Beginning last Thursday, Boston Public Schools administrators have been sending social studies teachers in the second, seventh and 11th grades new maps for their classrooms — depictions that more accurately portray the sizes of Earth's continents.

When many people picture a map of the world, what they're probably thinking of is a Mercator projection, a representation that despite its apparent distortions has been around more than 400 years. It's that map that hangs in most classrooms throughout the U.S., including those in Boston.

By contrast, the map known as the Peters projection, which city authorities are now meting out to many of the city's classrooms, is a relative fledgling. Introduced at a conference in Germany in 1974, historian Arno Peters' map aims to fix the Mercator's inaccuracies, which vastly exaggerate the size of land masses approaching the north and south poles — and in doing so, help prop up a decidedly eurocentric worldview.

Therein lies the rub.

"This is the start of a three-year effort to decolonize the curriculum in our public schools," said Colin Rose, assistant superintendent of opportunity and achievement gaps for Boston Public Schools, tells The Guardian.
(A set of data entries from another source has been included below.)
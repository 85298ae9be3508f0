//! Blocklist for ad/tracking domains.
//!
//! Domains are loaded from adblock-style rule files (`||domain^`) or added
//! one at a time. A listed domain also blocks all of its subdomains.

use rustc_hash::FxHashSet;
use std::fs::File;
use std::io::{self, BufRead, BufReader};
use std::path::Path;
use std::sync::RwLock;

use tracing::info;

/// A set of blocked domains for efficient lookup.
#[derive(Default)]
pub struct Blocklist {
    domains: RwLock<FxHashSet<String>>,
}

impl Blocklist {
    /// Create an empty blocklist.
    pub fn new() -> Self {
        Self::default()
    }

    /// Add a domain. It is stored lower-cased without surrounding whitespace.
    pub fn add(&self, domain: &str) {
        let domain = domain.trim().to_lowercase();
        if let Ok(mut domains) = self.domains.write() {
            domains.insert(domain);
        }
    }

    /// Check if a domain should be blocked.
    ///
    /// Performs exact match and subdomain matching (e.g., blocks
    /// "ads.example.com" if "example.com" is in the blocklist).
    pub fn is_blocked(&self, domain: &str) -> bool {
        let domain = domain.trim().to_lowercase();
        let domain = domain.strip_suffix('.').unwrap_or(&domain);
        let Ok(domains) = self.domains.read() else {
            return false;
        };

        let mut current = domain;
        loop {
            if domains.contains(current) {
                return true;
            }
            match current.find('.') {
                Some(pos) => current = &current[pos + 1..],
                None => return false,
            }
        }
    }

    /// Load `||domain^` rules from a file, one per line.
    ///
    /// Blank lines, comments (`!`), section headers (`[`) and exceptions
    /// (`@@`) are skipped, as is anything else that is not a plain domain
    /// rule. Returns the number of rules loaded.
    pub fn load_from_file(&self, path: impl AsRef<Path>) -> io::Result<usize> {
        let path = path.as_ref();
        let reader = BufReader::new(File::open(path)?);
        let mut count = 0;

        for line in reader.lines() {
            if let Some(domain) = parse_rule(&line?) {
                self.add(domain);
                count += 1;
            }
        }

        info!(count, path = %path.display(), "loaded filter list");
        Ok(count)
    }

    /// Returns the number of domains in the blocklist.
    pub fn len(&self) -> usize {
        self.domains.read().map(|d| d.len()).unwrap_or(0)
    }

    pub fn is_empty(&self) -> bool {
        self.len() == 0
    }
}

/// Extract the domain from a `||domain^` rule.
fn parse_rule(line: &str) -> Option<&str> {
    let line = line.trim();
    if line.is_empty() || line.starts_with('!') || line.starts_with('[') || line.starts_with("@@")
    {
        return None;
    }

    line.strip_prefix("||")?
        .strip_suffix('^')
        .filter(|domain| !domain.is_empty())
}
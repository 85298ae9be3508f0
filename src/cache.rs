//! DNS response cache with TTL expiry, a grace window for stale answers and
//! popularity-weighted eviction.
//!
//! An entry is fresh until its TTL runs out, stale for the grace period after
//! that (still served, but flagged for refresh), then expired and removed on
//! the next lookup or [`DnsCache::clean`] pass.

use rustc_hash::FxHashMap;
use std::sync::atomic::{AtomicU64, Ordering};
use std::sync::{Arc, RwLock};
use std::time::{Duration, Instant};

use tracing::trace;

/// Tunables for [`DnsCache`].
#[derive(Debug, Clone)]
pub struct CacheConfig {
    /// Maximum number of entries kept at once.
    pub max_size: usize,
    /// How long an entry past its TTL is still served.
    pub grace_period: Duration,
    /// Accesses needed before an entry is refreshed ahead of expiry.
    pub popularity_threshold: u64,
    /// Fraction of the TTL after which a popular entry is refreshed.
    pub prefetch_ratio: f64,
}

impl Default for CacheConfig {
    fn default() -> Self {
        Self {
            max_size: 1024,
            grace_period: Duration::from_secs(5 * 60),
            popularity_threshold: 5,
            prefetch_ratio: 0.8,
        }
    }
}

#[derive(Debug, Clone, Copy, PartialEq, Eq)]
pub enum EntryState {
    Fresh,
    Stale,
    Expired,
}

/// Result of a cache hit.
#[derive(Debug, Clone, PartialEq, Eq)]
pub struct CachedResponse {
    pub response: Vec<u8>,
    /// The entry is stale or popular and close to expiry; the caller should
    /// refresh it in the background.
    pub needs_refresh: bool,
}

struct CacheEntry {
    response: Vec<u8>,
    created_at: Instant,
    expires_at: Instant,
    original_ttl: u32,
    popularity: AtomicU64,
    /// Milliseconds after `created_at` of the latest access.
    last_access_ms: AtomicU64,
}

impl CacheEntry {
    fn new(response: Vec<u8>, ttl: u32, now: Instant) -> Self {
        Self {
            response,
            created_at: now,
            expires_at: now + Duration::from_secs(u64::from(ttl)),
            original_ttl: ttl,
            popularity: AtomicU64::new(1),
            last_access_ms: AtomicU64::new(0),
        }
    }

    fn touch(&self, now: Instant) {
        self.popularity.fetch_add(1, Ordering::Relaxed);
        let offset = now.saturating_duration_since(self.created_at).as_millis() as u64;
        self.last_access_ms.fetch_max(offset, Ordering::Relaxed);
    }

    fn state(&self, now: Instant, grace: Duration) -> EntryState {
        if now <= self.expires_at {
            EntryState::Fresh
        } else if now <= self.expires_at + grace {
            EntryState::Stale
        } else {
            EntryState::Expired
        }
    }

    fn should_prefetch(&self, now: Instant, config: &CacheConfig) -> bool {
        if self.popularity.load(Ordering::Relaxed) < config.popularity_threshold {
            return false;
        }
        let age = now.saturating_duration_since(self.created_at);
        let ttl = Duration::from_secs(u64::from(self.original_ttl));
        age >= ttl.mul_f64(config.prefetch_ratio)
    }

    fn idle(&self, now: Instant) -> Duration {
        let last_access =
            self.created_at + Duration::from_millis(self.last_access_ms.load(Ordering::Relaxed));
        now.saturating_duration_since(last_access)
    }

    /// Higher means a better eviction candidate.
    fn eviction_score(&self, now: Instant) -> f64 {
        let popularity = self.popularity.load(Ordering::Relaxed) as f64;
        self.idle(now).as_secs_f64() / (popularity + 1.0)
    }
}

/// Bounded, TTL-aware DNS cache keyed by `"<domain>:<qtype>"`.
///
/// Popularity never decays; it only resets when a key is overwritten.
pub struct DnsCache {
    entries: RwLock<FxHashMap<String, Arc<CacheEntry>>>,
    config: CacheConfig,
}

impl DnsCache {
    pub fn new() -> Self {
        Self::with_config(CacheConfig::default())
    }

    pub fn with_config(mut config: CacheConfig) -> Self {
        config.max_size = config.max_size.max(1);
        Self {
            entries: RwLock::new(FxHashMap::with_capacity_and_hasher(
                config.max_size,
                Default::default(),
            )),
            config,
        }
    }

    pub fn config(&self) -> &CacheConfig {
        &self.config
    }

    /// Look up a cached response.
    ///
    /// Every hit counts towards popularity, even one that turns out to be
    /// expired. Expired entries are removed and reported as a miss.
    pub fn get(&self, key: &str) -> Option<CachedResponse> {
        self.get_at(key, Instant::now())
    }

    fn get_at(&self, key: &str, now: Instant) -> Option<CachedResponse> {
        let entry = {
            let Ok(entries) = self.entries.read() else {
                return None;
            };
            Arc::clone(entries.get(key)?)
        };

        entry.touch(now);

        let needs_refresh = match entry.state(now, self.config.grace_period) {
            EntryState::Expired => {
                self.remove_if_same(key, &entry);
                return None;
            }
            EntryState::Stale => true,
            EntryState::Fresh => entry.should_prefetch(now, &self.config),
        };

        Some(CachedResponse {
            response: entry.response.clone(),
            needs_refresh,
        })
    }

    /// Remove `key` unless it was overwritten since `seen` was read.
    fn remove_if_same(&self, key: &str, seen: &Arc<CacheEntry>) {
        let Ok(mut entries) = self.entries.write() else {
            return;
        };
        if entries
            .get(key)
            .is_some_and(|current| Arc::ptr_eq(current, seen))
        {
            entries.remove(key);
        }
    }

    /// Store a response, replacing any previous entry for `key`.
    ///
    /// When the cache is full and `key` is new, exactly one entry is evicted
    /// first.
    pub fn set(&self, key: &str, response: Vec<u8>, ttl: u32) {
        self.set_at(key, response, ttl, Instant::now());
    }

    fn set_at(&self, key: &str, response: Vec<u8>, ttl: u32, now: Instant) {
        let Ok(mut entries) = self.entries.write() else {
            return;
        };

        if entries.len() >= self.config.max_size && !entries.contains_key(key) {
            Self::evict_one(&mut entries, now);
        }

        entries.insert(key.to_string(), Arc::new(CacheEntry::new(response, ttl, now)));
    }

    /// Remove every entry past its TTL and grace period. Returns the number
    /// of entries removed.
    pub fn clean(&self) -> usize {
        self.clean_at(Instant::now())
    }

    fn clean_at(&self, now: Instant) -> usize {
        let Ok(mut entries) = self.entries.write() else {
            return 0;
        };
        let before = entries.len();
        let grace = self.config.grace_period;
        entries.retain(|_, entry| entry.state(now, grace) != EntryState::Expired);
        before - entries.len()
    }

    /// Evict the entry idle the longest relative to its popularity.
    fn evict_one(entries: &mut FxHashMap<String, Arc<CacheEntry>>, now: Instant) {
        let worst = entries
            .iter()
            .map(|(key, entry)| (key, entry.eviction_score(now)))
            .max_by(|a, b| a.1.total_cmp(&b.1))
            .map(|(key, _)| key.clone());

        if let Some(key) = worst {
            trace!(key = %key, "evicting cache entry");
            entries.remove(&key);
        }
    }

    /// Whether `key` is present, without counting as an access.
    pub fn contains(&self, key: &str) -> bool {
        self.entries
            .read()
            .map(|e| e.contains_key(key))
            .unwrap_or(false)
    }

    pub fn len(&self) -> usize {
        self.entries.read().map(|e| e.len()).unwrap_or(0)
    }

    pub fn is_empty(&self) -> bool {
        self.len() == 0
    }
}

impl Default for DnsCache {
    fn default() -> Self {
        Self::new()
    }
}
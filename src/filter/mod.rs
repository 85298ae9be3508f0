//! DNS query filtering module.
//!
//! Provides ad-blocking functionality by filtering DNS queries against
//! a blocklist of known ad/tracking domains.

mod blocklist;

pub use blocklist::Blocklist;

use crate::dns::{self, DnsQuery};

/// How blocked queries are answered.
#[derive(Debug, Clone, Copy, Default, PartialEq, Eq, clap::ValueEnum)]
pub enum FilterMode {
    /// Answer with NXDOMAIN.
    #[default]
    Nxdomain,
    /// Answer with a single `A 0.0.0.0` record.
    Null,
}

impl FilterMode {
    /// Build the synthetic reply for a blocked query.
    pub fn blocked_response(self, query: &[u8]) -> Vec<u8> {
        match self {
            FilterMode::Nxdomain => dns::nxdomain_response(query),
            FilterMode::Null => dns::null_response(query),
        }
    }
}

/// Check if a DNS query should be blocked and return an appropriate response.
///
/// Returns `Some(response)` if the query should be blocked, `None` if it should
/// be answered from cache or upstream.
pub fn filter_query(
    blocklist: &Blocklist,
    mode: FilterMode,
    query: &DnsQuery,
    raw: &[u8],
) -> Option<Vec<u8>> {
    blocklist
        .is_blocked(&query.domain)
        .then(|| mode.blocked_response(raw))
}
//! Single condition bound to a single handler.

use crate::core::{Action, Condition, LifecycleEvent};
use crate::effects::handler::Handler;
use crate::effects::lifecycle::Lifecycle;

/// Binds one condition and one handler to a perform/teardown lifecycle.
///
/// The caller pushes the current actions in with
/// [`verify_and_perform`](Self::verify_and_perform). The handler runs once
/// each time the condition goes from unsatisfied to satisfied, and the
/// teardown it returned runs when the condition stops holding.
///
/// # Example
///
/// ```rust
/// use conditional::core::Condition;
/// use conditional::effects::{ConditionTracker, Handler};
/// use std::cell::Cell;
/// use std::rc::Rc;
///
/// let shown = Rc::new(Cell::new(0));
/// let counter = shown.clone();
/// let mut tracker = ConditionTracker::new(
///     Condition::done(["opened"]).and_undone(["dismissed"]),
///     Handler::new(move || counter.set(counter.get() + 1)),
/// );
///
/// tracker.verify_and_perform(&["opened"]);
/// tracker.verify_and_perform(&["opened"]);
/// assert_eq!(shown.get(), 1);
///
/// tracker.verify_and_perform(&["opened", "dismissed"]);
/// assert!(!tracker.is_performed());
/// ```
#[derive(Debug)]
pub struct ConditionTracker<T> {
    when: Condition<T>,
    handler: Handler,
    lifecycle: Lifecycle,
}

impl<T: Action> ConditionTracker<T> {
    pub fn new(when: Condition<T>, handler: Handler) -> Self {
        Self {
            when,
            handler,
            lifecycle: Lifecycle::new(),
        }
    }

    /// Evaluate against `actions` (treated as a set) and drive the lifecycle.
    ///
    /// Panics raised by the handler or teardown propagate to the caller.
    pub fn verify_and_perform(&mut self, actions: &[T]) {
        let satisfied = self.when.evaluate_with(|action| actions.contains(action));

        match self.lifecycle.plan(satisfied) {
            Some(LifecycleEvent::Performed) => {
                let teardown = self.handler.call();
                self.lifecycle.mark_performed(teardown);
                tracing::debug!(condition = ?self.when, "condition performed");
            }
            Some(LifecycleEvent::TornDown) => self.revoke(),
            None => {}
        }
    }

    /// Run the pending teardown, if performed, and mark unperformed.
    pub fn revoke(&mut self) {
        if !self.lifecycle.is_performed() {
            return;
        }

        if let Some(teardown) = self.lifecycle.take_teardown() {
            teardown.run();
        }
        self.lifecycle.mark_revoked();
        tracing::debug!(condition = ?self.when, "condition torn down");
    }

    /// Bind a new handler.
    ///
    /// A different handler revokes the current lifecycle first, so a
    /// teardown is never kept paired with a handler that did not produce
    /// it. Re-supplying the same handler is a no-op.
    pub fn set_handler(&mut self, handler: Handler) {
        if self.handler.same(&handler) {
            return;
        }

        self.revoke();
        self.handler = handler;
    }

    /// Replace the condition. The next `verify_and_perform` settles the
    /// lifecycle against it.
    pub fn set_condition(&mut self, when: Condition<T>) {
        self.when = when;
    }

    pub fn condition(&self) -> &Condition<T> {
        &self.when
    }

    pub fn is_performed(&self) -> bool {
        self.lifecycle.is_performed()
    }
}
//! Named conditions loaded from configuration.
//!
//! A condition table maps names to conditions so the rules that drive a
//! UI can live in a JSON file rather than in code:
//!
//! ```json
//! {
//!     "welcome": { "done": ["signed_in"], "undone": ["welcome_dismissed"] },
//!     "always_on": null
//! }
//! ```

use crate::core::{Action, Condition};
use crate::effects::{Conditional, Handler};
use serde::de::DeserializeOwned;
use serde::{Deserialize, Serialize};
use std::collections::BTreeMap;

pub mod error;

pub use error::ConfigError;

/// Conditions keyed by name, in name order.
#[derive(Clone, Debug, Serialize, Deserialize)]
#[serde(transparent)]
#[serde(bound(
    serialize = "T: Serialize + Clone",
    deserialize = "T: Deserialize<'de>"
))]
pub struct ConditionTable<T> {
    conditions: BTreeMap<String, Condition<T>>,
}

impl<T> Default for ConditionTable<T> {
    fn default() -> Self {
        Self {
            conditions: BTreeMap::new(),
        }
    }
}

impl<T: Action> ConditionTable<T> {
    pub fn new() -> Self {
        Self::default()
    }

    /// Add or replace the condition named `name`.
    pub fn insert(&mut self, name: impl Into<String>, when: Condition<T>) {
        self.conditions.insert(name.into(), when);
    }

    pub fn get(&self, name: &str) -> Option<&Condition<T>> {
        self.conditions.get(name)
    }

    pub fn names(&self) -> impl Iterator<Item = &str> {
        self.conditions.keys().map(String::as_str)
    }

    pub fn len(&self) -> usize {
        self.conditions.len()
    }

    pub fn is_empty(&self) -> bool {
        self.conditions.is_empty()
    }

    /// Named conditional for the condition `name`, bound to `handler`.
    pub fn conditional(&self, name: &str, handler: Handler) -> Result<Conditional<T>, ConfigError> {
        let when = self
            .get(name)
            .ok_or_else(|| ConfigError::UnknownCondition {
                name: name.to_string(),
            })?
            .clone();

        Ok(Conditional::new(when, handler).named(name))
    }

    fn validate(&self) -> Result<(), ConfigError> {
        for (name, when) in &self.conditions {
            if when.requirements().is_some_and(|r| r.is_empty()) {
                return Err(ConfigError::EmptyRequirements { name: name.clone() });
            }
        }
        Ok(())
    }
}

impl<T: Action + DeserializeOwned> ConditionTable<T> {
    /// Load a table from JSON.
    ///
    /// # Example
    ///
    /// ```rust
    /// use conditional::config::ConditionTable;
    /// use conditional::core::Condition;
    ///
    /// let table: ConditionTable<String> = ConditionTable::from_json(
    ///     r#"{"welcome": {"done": ["signed_in"]}, "always_on": null}"#,
    /// )
    /// .unwrap();
    ///
    /// assert_eq!(table.get("always_on"), Some(&Condition::Always));
    /// assert_eq!(table.names().collect::<Vec<_>>(), vec!["always_on", "welcome"]);
    /// ```
    pub fn from_json(json: &str) -> Result<Self, ConfigError> {
        let table: Self =
            serde_json::from_str(json).map_err(|e| ConfigError::Deserialization(e.to_string()))?;
        table.validate()?;

        tracing::debug!(conditions = table.len(), "condition table loaded");
        Ok(table)
    }
}

impl<T: Action + Serialize> ConditionTable<T> {
    /// Serialize the table to pretty-printed JSON.
    pub fn to_json(&self) -> Result<String, ConfigError> {
        serde_json::to_string_pretty(self).map_err(|e| ConfigError::Serialization(e.to_string()))
    }
}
"Eighty-six percent of our students are students of color," Hayden Frederick-Clarke, director of cultural proficiency for BPS, tells member station WBUR. "Maps that they are presented with generally classify the places that they're from as small and insignificant. It only seems right that we would present them with an accurate view of themselves."

The issue rests partly in the problem of how to transpose the 3-D shape of Earth onto a two-dimensional sheet of paper. For Gerardus Mercator — the Flemish cartographer who in 1569 came up with the map still most commonly used today — the central goal was to support navigation along colonial trade routes. And the central point on the globe for him was, of course, Europe.

The trouble is that his projection, which places northern Europe at the heart of the world and shrinks Africa and South America, is far from precise. The Guardian breaks down some of the most notable discrepancies:

"South America is made to look about the same size as Europe, when in fact it is almost twice as large, and Greenland looks roughly the size of Africa when it is actually about 14 times smaller. Alaska looks bigger than Mexico and Germany is in the middle of the picture, not to the north — because Mercator moved the equator."

All this adds up to a view of the world that sets one set of cultures center stage, while marginalizing and even radically shrinking others. And that can have a real effect on students of all backgrounds.

"Once students feel like the school isn't being truthful, there's a tendency to shut down and reject information," Frederick-Clarke tells WBUR.

Enter Peters' projection — which is also known as the Gall-Peters projection, since it's virtually identical to a projection put forward by the Scottish cartographer James Gall in the 19th century. This vision of the world harbors inaccuracies of its own, but generally it comes much closer to depicting the continents as they are.

"The Peters projection has created a lot of controversy over the years because it distorts shapes," Bob Abramms, founder of map publisher ODT, tells the Guardian, "but it's enormously visually important in terms of the scale and position of the terrain on the Earth, showing correct size and proportion of the continents."

"So this is about maps, but it isn't about maps," Rose tells the Boston Globe. "It's about a paradigm shift in our district. We've had a very fixed view that is very Eurocentric. How do we talk about other viewpoints? This is a great jump off point."

Natacha Scott, Boston Public Schools history and social studies director, believes the 125-school district is the first in the U.S. to make the formal shift. And while the Mercator projections are not getting removed, she tells the Guardian that the influx of Peters projections is already having an effect on the students who encounter them.

"Some of their reactions were quite funny," she says, "but it was also amazingly interesting to see them questioning what they thought they knew."